━━ Excerpted data ━━
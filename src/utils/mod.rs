//! Utility functions shared across the codebase

pub mod json;
pub mod math;

// Re-export commonly used utilities
pub use json::{extract_json, number_value};
pub use math::{clamp_percent, clamp_unit, weighted_average};
pub mod anthropic;
pub mod openai;
pub mod traits;

use std::sync::Arc;
use std::time::Duration;

use serde::{Deserialize, Serialize};

use crate::config::RuntimeConfig;
use crate::error::{DualAiError, Result};

pub use anthropic::AnthropicClient;
pub use openai::OpenAiClient;
pub use traits::{
    ChatCompletion, ChatMessage, ChatProvider, ChatRequest, ChatRole, ProviderError, TokenUsage,
};

/// Hosted model vendors the workflow can talk to
#[derive(Debug, Clone, Copy, PartialEq, Eq, Serialize, Deserialize)]
#[serde(rename_all = "lowercase")]
pub enum ProviderKind {
    Anthropic,
    #[serde(alias = "open_ai")]
    OpenAi,
}

impl std::fmt::Display for ProviderKind {
    fn fmt(&self, f: &mut std::fmt::Formatter<'_>) -> std::fmt::Result {
        match self {
            Self::Anthropic => write!(f, "anthropic"),
            Self::OpenAi => write!(f, "openai"),
        }
    }
}

/// Build a provider for `kind`, failing early when its API key is missing
pub fn create_provider(
    kind: ProviderKind,
    model: &str,
    runtime: &RuntimeConfig,
) -> Result<Arc<dyn ChatProvider>> {
    let http = build_http_client(runtime.http_timeout_ms)?;
    match kind {
        ProviderKind::Anthropic => {
            let key = runtime
                .anthropic_api_key
                .clone()
                .ok_or_else(|| DualAiError::Config {
                    message: "ANTHROPIC_API_KEY is not set".into(),
                })?;
            Ok(Arc::new(AnthropicClient::new(
                http,
                key,
                model.to_string(),
                runtime.anthropic_base_url.clone(),
            )))
        }
        ProviderKind::OpenAi => {
            let key = runtime
                .openai_api_key
                .clone()
                .ok_or_else(|| DualAiError::Config {
                    message: "OPENAI_API_KEY is not set".into(),
                })?;
            Ok(Arc::new(OpenAiClient::new(
                http,
                key,
                model.to_string(),
                runtime.openai_base_url.clone(),
            )))
        }
    }
}

pub(crate) fn build_http_client(timeout_ms: u64) -> Result<reqwest::Client> {
    reqwest::Client::builder()
        .timeout(Duration::from_millis(timeout_ms))
        .build()
        .map_err(|e| DualAiError::Internal {
            message: format!("Failed to build HTTP client: {}", e),
        })
}

/// Map a non-success status to the matching provider error
pub(crate) fn classify_http_status(status: u16, body: &str) -> ProviderError {
    let body = truncate_snippet(body.trim(), 500);
    match status {
        401 | 403 => ProviderError::Auth(body),
        429 => ProviderError::RateLimited(body),
        _ => ProviderError::Http { status, body },
    }
}

pub(crate) fn map_transport_err(err: reqwest::Error) -> ProviderError {
    if err.is_timeout() {
        ProviderError::Transport(format!("request timed out: {}", err))
    } else {
        ProviderError::Transport(err.to_string())
    }
}

pub(crate) fn truncate_snippet(input: &str, max: usize) -> String {
    if input.len() <= max {
        return input.to_string();
    }
    let mut end = max;
    while !input.is_char_boundary(end) {
        end -= 1;
    }
    format!("{}...", &input[..end])
}

#[cfg(test)]
mod tests {
    use super::*;

    #[test]
    fn status_classification() {
        assert!(matches!(classify_http_status(401, "no"), ProviderError::Auth(_)));
        assert!(matches!(
            classify_http_status(429, "quota"),
            ProviderError::RateLimited(_)
        ));
        assert!(matches!(
            classify_http_status(500, "oops"),
            ProviderError::Http { status: 500, .. }
        ));
    }

    #[test]
    fn truncate_respects_char_boundaries() {
        let s = "héllo wörld";
        let out = truncate_snippet(s, 2);
        assert!(out.ends_with("..."));
        assert_eq!(truncate_snippet("short", 10), "short");
    }

    #[test]
    fn provider_kind_parses_from_config_strings() {
        let kind: ProviderKind = serde_json::from_str("\"openai\"").unwrap();
        assert_eq!(kind, ProviderKind::OpenAi);
        let kind: ProviderKind = serde_json::from_str("\"anthropic\"").unwrap();
        assert_eq!(kind, ProviderKind::Anthropic);
    }

    #[test]
    fn missing_key_is_config_error() {
        let runtime = RuntimeConfig {
            anthropic_api_key: None,
            ..RuntimeConfig::default()
        };
        let err = create_provider(ProviderKind::Anthropic, "claude-sonnet-4-5", &runtime)
            .err()
            .unwrap();
        assert!(matches!(err, DualAiError::Config { .. }));
    }
}
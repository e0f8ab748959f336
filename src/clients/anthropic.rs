//! Anthropic Messages API client

use async_trait::async_trait;
use serde::{Deserialize, Serialize};
use tracing::debug;

use super::traits::{ChatCompletion, ChatProvider, ChatRequest, ProviderError, TokenUsage};
use super::{classify_http_status, map_transport_err};

pub const DEFAULT_BASE_URL: &str = "https://api.anthropic.com";
const API_VERSION: &str = "2023-06-01";

pub struct AnthropicClient {
    http: reqwest::Client,
    api_key: String,
    model: String,
    base_url: String,
}

#[derive(Serialize)]
struct MessagesRequest<'a> {
    model: &'a str,
    max_tokens: u32,
    temperature: f32,
    #[serde(skip_serializing_if = "Option::is_none")]
    system: Option<&'a str>,
    messages: Vec<WireMessage<'a>>,
}

#[derive(Serialize)]
struct WireMessage<'a> {
    role: &'a str,
    content: &'a str,
}

#[derive(Deserialize)]
struct MessagesResponse {
    #[serde(default)]
    model: Option<String>,
    #[serde(default)]
    content: Vec<ContentBlock>,
    #[serde(default)]
    stop_reason: Option<String>,
    #[serde(default)]
    usage: Option<WireUsage>,
}

#[derive(Deserialize)]
struct ContentBlock {
    #[serde(rename = "type")]
    kind: String,
    #[serde(default)]
    text: Option<String>,
}

#[derive(Deserialize)]
struct WireUsage {
    #[serde(default)]
    input_tokens: u32,
    #[serde(default)]
    output_tokens: u32,
}

impl AnthropicClient {
    pub fn new(http: reqwest::Client, api_key: String, model: String, base_url: String) -> Self {
        Self {
            http,
            api_key,
            model,
            base_url,
        }
    }

    fn endpoint(&self) -> String {
        format!("{}/v1/messages", self.base_url.trim_end_matches('/'))
    }
}

#[async_trait]
impl ChatProvider for AnthropicClient {
    fn name(&self) -> &str {
        "anthropic"
    }

    fn model(&self) -> &str {
        &self.model
    }

    async fn complete(&self, request: &ChatRequest) -> Result<ChatCompletion, ProviderError> {
        let model = request.model.as_deref().unwrap_or(&self.model);
        debug!(
            model,
            max_tokens = request.max_tokens,
            "Sending Anthropic messages request"
        );

        let body = MessagesRequest {
            model,
            max_tokens: request.max_tokens,
            temperature: request.temperature,
            system: request.system.as_deref(),
            messages: request
                .messages
                .iter()
                .map(|m| WireMessage {
                    role: match m.role {
                        super::ChatRole::User => "user",
                        super::ChatRole::Assistant => "assistant",
                    },
                    content: &m.content,
                })
                .collect(),
        };

        let resp = self
            .http
            .post(self.endpoint())
            .header("x-api-key", &self.api_key)
            .header("anthropic-version", API_VERSION)
            .json(&body)
            .send()
            .await
            .map_err(map_transport_err)?;

        let status = resp.status();
        if !status.is_success() {
            let body_text = resp
                .text()
                .await
                .unwrap_or_else(|_| "Unable to read response body".to_string());
            return Err(classify_http_status(status.as_u16(), &body_text));
        }

        let parsed: MessagesResponse = resp
            .json()
            .await
            .map_err(|e| ProviderError::Parse(e.to_string()))?;

        let text: String = parsed
            .content
            .iter()
            .filter(|b| b.kind == "text")
            .filter_map(|b| b.text.as_deref())
            .collect::<Vec<_>>()
            .join("");
        if text.trim().is_empty() {
            return Err(ProviderError::EmptyResponse);
        }

        let usage = parsed
            .usage
            .map(|u| TokenUsage::new(u.input_tokens, u.output_tokens))
            .unwrap_or_default();

        Ok(ChatCompletion {
            text,
            model: parsed.model.unwrap_or_else(|| model.to_string()),
            usage,
            stop_reason: parsed.stop_reason,
        })
    }
}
━━━
__Task description__:
Which lines of the records contain the word "ChatProvider"? Copy each of them.

__Response below__:
    ChatCompletion, ChatMessage, ChatProvider, ChatRequest, ChatRole, ProviderError, TokenUsage,
) -> Result<Arc<dyn ChatProvider>> {
use super::traits::{ChatCompletion, ChatProvider, ChatRequest, ProviderError, TokenUsage};
impl ChatProvider for AnthropicClient {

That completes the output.